Estimates the mass of a spacetime in terms of the total area of its black holes

In mathematical general relativity, the Penrose inequality, first conjectured by Sir Roger Penrose, estimates the mass of a spacetime in terms of the total area of its black holes and is a generalization of the positive mass theorem. The Riemannian Penrose inequality is an important special case. Specifically, if (M, g) is an asymptotically flat Riemannian 3-manifold with nonnegative scalar curvature and ADM mass m, and A is the area of the outermost minimal surface (possibly with multiple connected components), then the Riemannian Penrose inequality asserts

 $m \geq \sqrt{\frac{A}{16\pi}}.$

This is purely a geometrical fact, and it corresponds to the case of a complete three-dimensional, space-like, totally geodesic submanifold
of a (3 + 1)-dimensional spacetime. Such a submanifold is often called a time-symmetric initial data set for a spacetime. The condition of (M, g) having nonnegative scalar curvature is equivalent to the spacetime obeying the dominant energy condition.

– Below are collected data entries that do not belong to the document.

impl<E: ExchangePort> OrderExecutor<E> {
    pub fn new(exchange: Arc<E>, config: ExecutorConfig) -> Self {
        let backoff = Backoff::new(config.backoff.clone());
        Self {
            exchange,
            config,
            backoff,
        }
    }

    /// Run one order to a terminal state.
    ///
    /// With a limit price the order falls back to a market order for the
    /// residual, once, if the fill window expires. `cancel` flipping to true
    /// requests cooperative cancellation: any in-flight exchange call is
    /// awaited and its result applied before the order is cancelled.
    pub async fn execute(
        &self,
        symbol: &str,
        side: Side,
        size: Decimal,
        limit_price: Option<Decimal>,
        cancel: &mut watch::Receiver<bool>,
    ) -> EntryResult {
        // Subscribe before submitting so no fill can slip past
        let mut events = self.exchange.subscribe();
        let mut conflicts = 0u32;

        let mut order = Order::new(symbol, side, size);
        let request = match limit_price {
            Some(price) => {
                OrderRequest::limit(&order.client_key, symbol, side, size, price)
            }
            None => OrderRequest::market(&order.client_key, symbol, side, size),
        };

        self.submit_with_retry(&mut order, &request, cancel, &mut conflicts)
            .await;
        if order.is_terminal() {
            return EntryResult {
                primary: order,
                fallback: None,
                conflicts,
            };
        }

        let window = if limit_price.is_some() {
            Duration::from_millis(self.config.limit_fill_window_ms)
        } else {
            Duration::from_millis(self.config.market_fill_window_ms)
        };

        match self
            .await_fills(&mut order, &mut events, window, cancel, &mut conflicts)
            .await
        {
            WaitOutcome::Terminal => {}
            WaitOutcome::CancelRequested => {
                self.cancel_and_reconcile(&mut order, &mut conflicts).await;
            }
            WaitOutcome::TimedOut => {
                self.cancel_and_reconcile(&mut order, &mut conflicts).await;

                let residual = order.remaining_size();
                if limit_price.is_some() && residual > Decimal::ZERO && !*cancel.borrow() {
                    log::info!(
                        "[EXEC] {} limit window expired with {} residual, falling back to market",
                        order.client_key,
                        residual
                    );
                    let fallback = self
                        .run_market_fallback(symbol, side, residual, &mut events, cancel, &mut conflicts)
                        .await;
                    return EntryResult {
                        primary: order,
                        fallback: Some(fallback),
                        conflicts,
                    };
                }
            }
        }

        EntryResult {
            primary: order,
            fallback: None,
            conflicts,
        }
    }

    /// The one-shot market fallback after a limit order expires unfilled
    async fn run_market_fallback(
        &self,
        symbol: &str,
        side: Side,
        size: Decimal,
        events: &mut broadcast::Receiver<ExchangeEvent>,
        cancel: &mut watch::Receiver<bool>,
        conflicts: &mut u32,
    ) -> Order {
        let mut order = Order::new(symbol, side, size);
        let request = OrderRequest::market(&order.client_key, symbol, side, size);

        self.submit_with_retry(&mut order, &request, cancel, conflicts)
            .await;
        if order.is_terminal() {
            return order;
        }

        let window = Duration::from_millis(self.config.market_fill_window_ms);
        match self
            .await_fills(&mut order, events, window, cancel, conflicts)
            .await
        {
            WaitOutcome::Terminal => {}
            WaitOutcome::CancelRequested | WaitOutcome::TimedOut => {
                // No second fallback: cancel whatever is left
                self.cancel_and_reconcile(&mut order, conflicts).await;
            }
        }
        order
    }

    /// Submit with bounded, jittered retries. Ambiguous failures reconcile
    /// on the idempotent key before counting as failures.
    async fn submit_with_retry(
        &self,
        order: &mut Order,
        request: &OrderRequest,
        cancel: &mut watch::Receiver<bool>,
        conflicts: &mut u32,
    ) {
        let mut attempt = 0u32;
        loop {
            if *cancel.borrow() {
                order.mark_cancelled();
                return;
            }

            match self.exchange.submit_order(request).await {
                Ok(ack) => {
                    log::debug!(
                        "[EXEC] {} accepted as {}",
                        order.client_key,
                        ack.exchange_order_id
                    );
                    order.mark_submitted(ack.exchange_order_id);
                    return;
                }
                Err(err) if err.is_ambiguous() => {
                    // Outcome unknown. The idempotent key lets us ask instead
                    // of guessing - a blind retry could not duplicate the
                    // order either, but the query may spare us the wait.
                    match self.exchange.query_order(&request.client_key).await {
                        Ok(report) => {
                            if reconcile::apply_report(order, &report) {
                                *conflicts += 1;
                            }
                            if order.state != OrderState::PendingSubmit {
                                log::info!(
                                    "[EXEC] {} survived ambiguous failure, state {}",
                                    order.client_key,
                                    order.state.as_str()
                                );
                                return;
                            }
                        }
                        Err(ExchangeError::UnknownOrder(_)) => {
                            // Never arrived; a clean retry
                        }
                        Err(query_err) => {
                            log::warn!(
                                "[EXEC] {} status query failed after ambiguous submit: {}",
                                order.client_key,
                                query_err
                            );
                        }
                    }
                    order.retry_count += 1;
                    order.last_error = Some(err.to_string());
                }
                Err(ExchangeError::Transient(reason)) => {
                    log::warn!(
                        "[EXEC] {} transient submit failure: {}",
                        order.client_key,
                        reason
                    );
                    order.retry_count += 1;
                    order.last_error = Some(reason);
                }
                Err(err) => {
                    // Structural (or unknown-order, which submit should never
                    // see): retrying cannot help
                    log::warn!("[EXEC] {} rejected: {}", order.client_key, err);
                    order.mark_rejected(err.to_string());
                    return;
                }
            }

            attempt += 1;
            if attempt >= self.config.max_attempts {
                log::error!(
                    "[EXEC] {} retry budget exhausted after {} attempts",
                    order.client_key,
                    attempt
                );
                order.mark_rejected("retry_exhausted");
                return;
            }

            // Backoff; a cancel request ends the wait early, but never an
            // in-flight call
            let delay = self.backoff.delay(attempt - 1);
            tokio::select! {
                _ = tokio::time::sleep(delay) => {}
                _ = wait_cancelled(cancel) => {
                    order.mark_cancelled();
                    return;
                }
            }
        }
    }

    /// Collect fills until the order is terminal, the window expires, or a
    /// cancel is requested. Fills for other orders are ignored; a dropped
    /// stream triggers reconciliation rather than guesswork.
    async fn await_fills(
        &self,
        order: &mut Order,
        events: &mut broadcast::Receiver<ExchangeEvent>,
        window: Duration,
        cancel: &mut watch::Receiver<bool>,
        conflicts: &mut u32,
    ) -> WaitOutcome {
        let deadline = tokio::time::Instant::now() + window;

        loop {
            if order.is_terminal() {
                return WaitOutcome::Terminal;
            }

            tokio::select! {
                _ = tokio::time::sleep_until(deadline) => {
                    return WaitOutcome::TimedOut;
                }

                _ = wait_cancelled(cancel) => {
                    return WaitOutcome::CancelRequested;
                }

                event = events.recv() => match event {
                    Ok(ExchangeEvent::Fill(fill)) if fill.client_key == order.client_key => {
                        order.apply_fill(fill.quantity, fill.price, fill.sequence);
                    }
                    Ok(ExchangeEvent::Rejected { client_key, reason, .. })
                        if client_key == order.client_key =>
                    {
                        order.mark_rejected(reason);
                    }
                    Ok(ExchangeEvent::Cancelled { client_key })
                        if client_key == order.client_key =>
                    {
                        order.mark_cancelled();
                    }
                    Ok(ExchangeEvent::Disconnected) => {
                        log::warn!(
                            "[EXEC] {} event stream dropped, reconciling",
                            order.client_key
                        );
                        self.reconcile_order(order, conflicts).await;
                    }
                    Ok(_) => {} // someone else's order
                    Err(broadcast::error::RecvError::Lagged(n)) => {
                        log::warn!(
                            "[EXEC] {} lagged {} events, reconciling",
                            order.client_key,
                            n
                        );
                        self.reconcile_order(order, conflicts).await;
                    }
                    Err(broadcast::error::RecvError::Closed) => {
                        self.reconcile_order(order, conflicts).await;
                        if !order.is_terminal() {
                            return WaitOutcome::TimedOut;
                        }
                    }
                }
            }
        }
    }

    /// Cancel at the venue, then let the venue's answer settle what actually
    /// happened - a fill that raced the cancel is applied, not lost.
    pub async fn cancel_and_reconcile(&self, order: &mut Order, conflicts: &mut u32) {
        match self.exchange.cancel_order(&order.client_key).await {
            Ok(ack) => {
                log::debug!(
                    "[EXEC] {} cancelled ({} was filled)",
                    order.client_key,
                    ack.filled_quantity
                );
            }
            Err(err) => {
                log::warn!("[EXEC] {} cancel failed: {}", order.client_key, err);
            }
        }

        self.reconcile_order(order, conflicts).await;
        if !order.is_terminal() {
            order.mark_cancelled();
        }
    }

    async fn reconcile_order(&self, order: &mut Order, conflicts: &mut u32) {
        match self.exchange.query_order(&order.client_key).await {
            Ok(report) => {
                if reconcile::apply_report(order, &report) {
                    *conflicts += 1;
                }
            }
            Err(ExchangeError::UnknownOrder(_)) if order.state == OrderState::PendingSubmit => {
                // Was never accepted; nothing to correct
            }
            Err(err) => {
                log::warn!(
                    "[EXEC] {} reconciliation query failed: {}",
                    order.client_key,
                    err
                );
            }
        }
    }
}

This inequality was first proved by Gerhard Huisken and Tom Ilmanen in 1997 in the case where A is the area of the largest component of the outermost minimal surface. Their proof relied on the machinery of weakly defined inverse mean curvature flow, which they developed. In 1999, Hubert Bray gave the first complete proof of the above inequality using a conformal flow of metrics. Both of the papers were published in 2001.

== Physical motivation ==
The original physical argument that led Penrose to conjecture such an inequality invoked the Hawking area theorem and the cosmic censorship hypothesis.

== Case of equality ==
Both the Bray and Huisken–Ilmanen proofs of the Riemannian Penrose inequality state that under the hypotheses, if

 $m = \sqrt{\frac{A}{16\pi}},$
then the manifold in question is isometric to a slice of the Schwarzschild spacetime outside its outermost minimal surface, which is a sphere of Schwarzschild radius.

== Penrose conjecture ==
More generally, Penrose conjectured that an inequality as above should hold for spacelike submanifolds of spacetimes that are not necessarily time-symmetric. In this case, nonnegative scalar curvature is replaced with the dominant energy condition, and one possibility is to replace the minimal surface condition with an apparent horizon condition. Proving such an inequality remains an open problem in general relativity, called the Penrose conjecture.

== In popular culture ==
- In episode 6 of season 8 of the television sitcom The Big Bang Theory, Dr. Sheldon Cooper claims to be in the process of solving the Penrose Conjecture while at the same time composing his Nobel Prize acceptance speech.